Exercise objective: Search the data for the string "near", and report each line where it is found.

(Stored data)
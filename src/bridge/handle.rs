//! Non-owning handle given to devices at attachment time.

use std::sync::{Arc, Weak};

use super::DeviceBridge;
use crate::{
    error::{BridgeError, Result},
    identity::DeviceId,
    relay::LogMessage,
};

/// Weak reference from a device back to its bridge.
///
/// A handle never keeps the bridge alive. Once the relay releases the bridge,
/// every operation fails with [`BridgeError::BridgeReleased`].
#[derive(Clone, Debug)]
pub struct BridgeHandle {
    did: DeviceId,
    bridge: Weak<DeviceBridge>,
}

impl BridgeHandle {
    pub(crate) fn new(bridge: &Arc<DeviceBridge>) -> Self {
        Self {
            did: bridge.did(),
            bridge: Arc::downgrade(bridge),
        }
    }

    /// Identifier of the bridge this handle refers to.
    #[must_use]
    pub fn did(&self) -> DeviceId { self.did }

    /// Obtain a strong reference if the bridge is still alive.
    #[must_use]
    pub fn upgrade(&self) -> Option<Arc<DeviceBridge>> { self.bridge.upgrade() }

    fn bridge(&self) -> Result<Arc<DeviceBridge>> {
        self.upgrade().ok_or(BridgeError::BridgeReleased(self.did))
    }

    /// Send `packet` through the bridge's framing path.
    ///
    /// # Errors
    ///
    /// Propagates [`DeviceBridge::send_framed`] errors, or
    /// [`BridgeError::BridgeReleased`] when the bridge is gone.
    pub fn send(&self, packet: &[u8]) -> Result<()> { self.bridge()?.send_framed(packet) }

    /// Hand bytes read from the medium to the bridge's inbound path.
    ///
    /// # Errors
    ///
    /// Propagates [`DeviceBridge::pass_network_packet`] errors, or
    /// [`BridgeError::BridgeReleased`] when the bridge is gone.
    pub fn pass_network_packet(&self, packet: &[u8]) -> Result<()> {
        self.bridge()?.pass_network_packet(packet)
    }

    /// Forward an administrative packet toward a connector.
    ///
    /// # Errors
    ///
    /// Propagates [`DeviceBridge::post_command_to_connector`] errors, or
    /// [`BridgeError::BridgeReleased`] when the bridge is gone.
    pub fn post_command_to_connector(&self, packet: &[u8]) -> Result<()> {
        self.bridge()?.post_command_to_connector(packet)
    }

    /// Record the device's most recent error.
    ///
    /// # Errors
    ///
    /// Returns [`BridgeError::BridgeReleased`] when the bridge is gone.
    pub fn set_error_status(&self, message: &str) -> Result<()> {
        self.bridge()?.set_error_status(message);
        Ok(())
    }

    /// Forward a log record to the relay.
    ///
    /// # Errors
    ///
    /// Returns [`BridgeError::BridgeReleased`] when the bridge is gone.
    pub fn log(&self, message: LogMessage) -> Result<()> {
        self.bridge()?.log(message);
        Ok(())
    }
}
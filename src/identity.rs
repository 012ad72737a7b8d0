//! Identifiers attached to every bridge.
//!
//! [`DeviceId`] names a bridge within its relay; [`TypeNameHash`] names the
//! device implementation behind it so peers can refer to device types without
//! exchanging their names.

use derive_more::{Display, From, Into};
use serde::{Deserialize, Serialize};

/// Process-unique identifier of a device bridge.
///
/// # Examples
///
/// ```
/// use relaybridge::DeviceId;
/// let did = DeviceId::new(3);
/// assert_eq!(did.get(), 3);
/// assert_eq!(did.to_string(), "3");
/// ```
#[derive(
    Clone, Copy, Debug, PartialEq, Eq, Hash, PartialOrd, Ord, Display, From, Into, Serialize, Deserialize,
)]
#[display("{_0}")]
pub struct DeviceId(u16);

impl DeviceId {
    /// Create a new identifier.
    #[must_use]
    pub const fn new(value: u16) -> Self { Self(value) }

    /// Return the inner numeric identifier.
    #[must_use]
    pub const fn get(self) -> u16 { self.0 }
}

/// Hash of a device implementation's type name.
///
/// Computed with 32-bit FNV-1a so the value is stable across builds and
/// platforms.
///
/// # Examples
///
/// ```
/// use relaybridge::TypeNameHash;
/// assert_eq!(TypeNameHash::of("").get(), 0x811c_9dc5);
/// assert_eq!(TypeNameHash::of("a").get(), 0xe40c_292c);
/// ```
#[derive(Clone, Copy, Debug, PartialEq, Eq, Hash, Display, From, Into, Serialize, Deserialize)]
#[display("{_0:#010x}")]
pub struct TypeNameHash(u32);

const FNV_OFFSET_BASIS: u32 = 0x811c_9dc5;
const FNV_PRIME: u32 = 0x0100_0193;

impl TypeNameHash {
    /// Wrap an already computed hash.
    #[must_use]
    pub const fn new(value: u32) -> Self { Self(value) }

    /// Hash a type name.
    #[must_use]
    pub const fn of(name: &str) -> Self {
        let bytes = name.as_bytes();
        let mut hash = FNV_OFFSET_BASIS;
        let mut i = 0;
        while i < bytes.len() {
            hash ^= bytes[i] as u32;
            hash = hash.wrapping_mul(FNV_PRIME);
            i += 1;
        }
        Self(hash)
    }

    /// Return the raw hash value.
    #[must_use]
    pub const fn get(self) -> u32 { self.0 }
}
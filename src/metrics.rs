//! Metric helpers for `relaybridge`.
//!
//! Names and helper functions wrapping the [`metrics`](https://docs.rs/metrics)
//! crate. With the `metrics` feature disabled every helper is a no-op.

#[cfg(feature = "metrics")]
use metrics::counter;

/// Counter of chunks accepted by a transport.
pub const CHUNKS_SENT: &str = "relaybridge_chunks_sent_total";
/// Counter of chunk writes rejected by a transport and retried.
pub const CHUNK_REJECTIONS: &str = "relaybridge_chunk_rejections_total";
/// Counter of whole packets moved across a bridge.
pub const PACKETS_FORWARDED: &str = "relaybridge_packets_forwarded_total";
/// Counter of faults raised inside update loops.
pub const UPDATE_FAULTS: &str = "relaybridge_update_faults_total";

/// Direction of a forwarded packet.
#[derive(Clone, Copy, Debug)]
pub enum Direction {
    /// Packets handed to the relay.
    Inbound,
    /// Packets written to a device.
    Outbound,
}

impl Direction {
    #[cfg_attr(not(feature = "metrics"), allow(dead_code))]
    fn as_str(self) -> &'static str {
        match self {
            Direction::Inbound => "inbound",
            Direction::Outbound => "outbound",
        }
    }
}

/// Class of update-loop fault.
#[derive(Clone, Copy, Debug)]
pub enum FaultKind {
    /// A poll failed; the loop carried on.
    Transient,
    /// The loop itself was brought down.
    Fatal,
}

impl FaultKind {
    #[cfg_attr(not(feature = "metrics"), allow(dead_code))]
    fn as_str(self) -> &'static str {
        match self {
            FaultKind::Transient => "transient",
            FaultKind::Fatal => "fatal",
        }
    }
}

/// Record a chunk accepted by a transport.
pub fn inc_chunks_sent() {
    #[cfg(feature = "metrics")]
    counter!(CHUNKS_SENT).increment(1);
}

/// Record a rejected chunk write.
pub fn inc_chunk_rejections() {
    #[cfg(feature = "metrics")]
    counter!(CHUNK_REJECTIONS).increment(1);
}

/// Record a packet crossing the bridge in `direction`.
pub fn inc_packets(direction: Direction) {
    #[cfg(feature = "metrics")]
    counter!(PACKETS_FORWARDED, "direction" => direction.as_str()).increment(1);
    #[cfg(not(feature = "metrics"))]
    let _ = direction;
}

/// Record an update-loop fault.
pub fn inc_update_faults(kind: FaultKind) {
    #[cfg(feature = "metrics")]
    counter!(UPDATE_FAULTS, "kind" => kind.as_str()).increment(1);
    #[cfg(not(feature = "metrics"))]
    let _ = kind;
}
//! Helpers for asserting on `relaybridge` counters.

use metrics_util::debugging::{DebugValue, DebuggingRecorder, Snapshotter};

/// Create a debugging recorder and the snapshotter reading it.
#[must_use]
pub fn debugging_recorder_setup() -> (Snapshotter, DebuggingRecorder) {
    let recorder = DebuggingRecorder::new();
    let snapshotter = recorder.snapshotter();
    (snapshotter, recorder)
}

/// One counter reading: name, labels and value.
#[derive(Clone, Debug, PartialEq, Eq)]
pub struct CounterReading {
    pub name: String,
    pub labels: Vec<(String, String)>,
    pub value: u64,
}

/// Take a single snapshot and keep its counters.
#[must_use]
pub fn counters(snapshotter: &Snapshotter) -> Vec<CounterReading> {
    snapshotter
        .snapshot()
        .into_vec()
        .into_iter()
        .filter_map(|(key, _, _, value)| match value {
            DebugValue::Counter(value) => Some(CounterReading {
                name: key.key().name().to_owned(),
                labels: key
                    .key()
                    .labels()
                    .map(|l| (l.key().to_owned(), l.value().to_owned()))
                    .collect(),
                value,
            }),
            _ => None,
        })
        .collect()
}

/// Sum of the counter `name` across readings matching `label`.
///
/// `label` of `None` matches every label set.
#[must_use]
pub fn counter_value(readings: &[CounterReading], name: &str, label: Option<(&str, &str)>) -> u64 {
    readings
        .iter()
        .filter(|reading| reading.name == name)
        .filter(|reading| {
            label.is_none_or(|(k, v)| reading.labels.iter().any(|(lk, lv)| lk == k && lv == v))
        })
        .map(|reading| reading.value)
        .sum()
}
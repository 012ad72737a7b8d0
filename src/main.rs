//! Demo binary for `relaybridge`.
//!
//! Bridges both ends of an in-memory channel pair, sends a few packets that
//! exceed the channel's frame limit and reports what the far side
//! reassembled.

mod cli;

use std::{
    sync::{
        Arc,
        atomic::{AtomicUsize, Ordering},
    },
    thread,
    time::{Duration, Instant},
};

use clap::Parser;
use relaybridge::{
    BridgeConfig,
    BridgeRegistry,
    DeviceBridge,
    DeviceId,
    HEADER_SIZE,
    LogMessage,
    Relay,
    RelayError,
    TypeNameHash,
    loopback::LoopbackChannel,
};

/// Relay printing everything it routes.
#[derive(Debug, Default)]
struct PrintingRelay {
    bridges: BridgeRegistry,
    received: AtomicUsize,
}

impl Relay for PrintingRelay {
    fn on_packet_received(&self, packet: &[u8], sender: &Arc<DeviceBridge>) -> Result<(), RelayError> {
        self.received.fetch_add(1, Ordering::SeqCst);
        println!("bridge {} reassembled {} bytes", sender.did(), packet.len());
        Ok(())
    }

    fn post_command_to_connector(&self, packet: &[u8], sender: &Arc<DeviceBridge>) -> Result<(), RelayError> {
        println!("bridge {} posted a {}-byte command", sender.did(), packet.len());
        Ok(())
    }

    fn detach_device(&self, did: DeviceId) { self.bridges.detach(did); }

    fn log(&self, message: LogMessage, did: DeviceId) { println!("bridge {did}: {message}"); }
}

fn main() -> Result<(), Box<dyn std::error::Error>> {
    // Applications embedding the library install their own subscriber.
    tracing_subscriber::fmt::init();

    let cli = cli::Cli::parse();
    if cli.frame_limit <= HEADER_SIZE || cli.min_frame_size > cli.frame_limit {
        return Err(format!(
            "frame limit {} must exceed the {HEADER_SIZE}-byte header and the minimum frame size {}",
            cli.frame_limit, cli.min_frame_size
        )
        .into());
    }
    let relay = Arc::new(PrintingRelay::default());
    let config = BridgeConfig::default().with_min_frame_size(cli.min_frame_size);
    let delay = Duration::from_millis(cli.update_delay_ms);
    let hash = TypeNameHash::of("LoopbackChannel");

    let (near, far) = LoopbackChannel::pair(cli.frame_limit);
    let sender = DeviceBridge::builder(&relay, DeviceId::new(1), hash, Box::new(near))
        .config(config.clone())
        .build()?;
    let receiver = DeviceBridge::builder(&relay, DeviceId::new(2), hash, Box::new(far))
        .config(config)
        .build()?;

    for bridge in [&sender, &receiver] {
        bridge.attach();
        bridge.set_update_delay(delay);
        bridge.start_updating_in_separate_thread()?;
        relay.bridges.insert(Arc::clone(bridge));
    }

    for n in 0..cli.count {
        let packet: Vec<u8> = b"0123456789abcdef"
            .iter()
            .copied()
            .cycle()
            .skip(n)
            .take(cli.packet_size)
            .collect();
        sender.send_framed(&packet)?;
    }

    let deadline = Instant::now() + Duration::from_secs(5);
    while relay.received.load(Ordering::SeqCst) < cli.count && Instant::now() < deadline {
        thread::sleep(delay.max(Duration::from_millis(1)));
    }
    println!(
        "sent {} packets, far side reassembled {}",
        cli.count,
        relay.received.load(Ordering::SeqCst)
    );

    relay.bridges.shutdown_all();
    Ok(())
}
==
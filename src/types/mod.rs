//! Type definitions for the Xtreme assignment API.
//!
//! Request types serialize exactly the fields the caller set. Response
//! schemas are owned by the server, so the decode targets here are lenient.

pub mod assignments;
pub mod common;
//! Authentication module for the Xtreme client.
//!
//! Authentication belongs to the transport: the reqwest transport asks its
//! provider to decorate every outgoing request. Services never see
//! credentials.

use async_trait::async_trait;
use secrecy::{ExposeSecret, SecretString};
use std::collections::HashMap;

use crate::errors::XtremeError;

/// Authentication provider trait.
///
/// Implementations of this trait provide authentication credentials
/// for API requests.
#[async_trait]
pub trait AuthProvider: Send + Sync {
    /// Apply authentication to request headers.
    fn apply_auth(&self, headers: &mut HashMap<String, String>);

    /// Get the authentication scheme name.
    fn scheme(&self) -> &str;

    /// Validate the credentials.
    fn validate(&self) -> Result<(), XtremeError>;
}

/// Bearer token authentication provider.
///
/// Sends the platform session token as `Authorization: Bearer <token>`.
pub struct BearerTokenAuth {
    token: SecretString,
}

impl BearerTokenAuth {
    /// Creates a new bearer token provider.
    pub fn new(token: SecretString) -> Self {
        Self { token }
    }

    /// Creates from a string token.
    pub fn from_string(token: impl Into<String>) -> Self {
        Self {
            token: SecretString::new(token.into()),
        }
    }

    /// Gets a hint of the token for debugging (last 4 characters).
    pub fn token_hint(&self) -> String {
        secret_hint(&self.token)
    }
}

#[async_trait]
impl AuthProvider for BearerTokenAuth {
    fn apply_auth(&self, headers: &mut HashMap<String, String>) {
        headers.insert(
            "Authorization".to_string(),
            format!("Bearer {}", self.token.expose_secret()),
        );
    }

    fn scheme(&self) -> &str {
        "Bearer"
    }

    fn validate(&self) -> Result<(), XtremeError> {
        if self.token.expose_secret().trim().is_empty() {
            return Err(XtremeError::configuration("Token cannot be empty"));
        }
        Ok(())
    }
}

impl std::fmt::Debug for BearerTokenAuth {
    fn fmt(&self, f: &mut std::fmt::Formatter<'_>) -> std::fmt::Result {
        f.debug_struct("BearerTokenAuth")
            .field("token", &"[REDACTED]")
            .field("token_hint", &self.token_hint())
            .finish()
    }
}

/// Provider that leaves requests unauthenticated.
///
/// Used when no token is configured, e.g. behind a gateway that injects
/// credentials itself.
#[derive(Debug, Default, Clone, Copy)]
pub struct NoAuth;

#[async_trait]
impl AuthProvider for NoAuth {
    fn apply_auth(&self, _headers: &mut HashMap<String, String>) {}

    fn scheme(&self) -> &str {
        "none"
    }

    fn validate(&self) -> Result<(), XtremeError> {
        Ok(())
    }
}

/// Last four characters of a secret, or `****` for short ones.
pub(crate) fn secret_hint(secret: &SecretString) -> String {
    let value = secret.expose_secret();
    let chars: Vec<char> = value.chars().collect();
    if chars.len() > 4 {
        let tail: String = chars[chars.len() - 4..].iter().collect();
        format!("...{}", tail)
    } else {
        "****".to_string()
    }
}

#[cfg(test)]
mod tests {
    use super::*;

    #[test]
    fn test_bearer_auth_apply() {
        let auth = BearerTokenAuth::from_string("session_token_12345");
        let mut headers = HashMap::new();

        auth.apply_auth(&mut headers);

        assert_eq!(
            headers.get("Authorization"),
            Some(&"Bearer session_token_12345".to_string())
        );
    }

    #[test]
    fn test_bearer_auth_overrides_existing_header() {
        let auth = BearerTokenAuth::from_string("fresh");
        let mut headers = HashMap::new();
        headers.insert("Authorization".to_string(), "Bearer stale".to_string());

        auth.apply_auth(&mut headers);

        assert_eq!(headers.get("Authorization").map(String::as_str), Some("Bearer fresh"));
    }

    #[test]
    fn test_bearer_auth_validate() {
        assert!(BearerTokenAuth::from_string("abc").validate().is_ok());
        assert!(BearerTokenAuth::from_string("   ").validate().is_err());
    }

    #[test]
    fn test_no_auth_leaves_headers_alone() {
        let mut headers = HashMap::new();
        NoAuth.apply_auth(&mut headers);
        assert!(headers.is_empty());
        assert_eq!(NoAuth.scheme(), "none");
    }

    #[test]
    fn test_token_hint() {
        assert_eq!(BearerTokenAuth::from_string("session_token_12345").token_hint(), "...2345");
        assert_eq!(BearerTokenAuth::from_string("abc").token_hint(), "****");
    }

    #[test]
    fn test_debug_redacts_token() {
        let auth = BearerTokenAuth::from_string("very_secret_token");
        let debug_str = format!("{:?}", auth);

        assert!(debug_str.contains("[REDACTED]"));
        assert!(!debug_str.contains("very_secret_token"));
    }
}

Answer to this exercise:
    let (near, far) = LoopbackChannel::pair(cli.frame_limit);
    let sender = DeviceBridge::builder(&relay, DeviceId::new(1), hash, Box::new(near))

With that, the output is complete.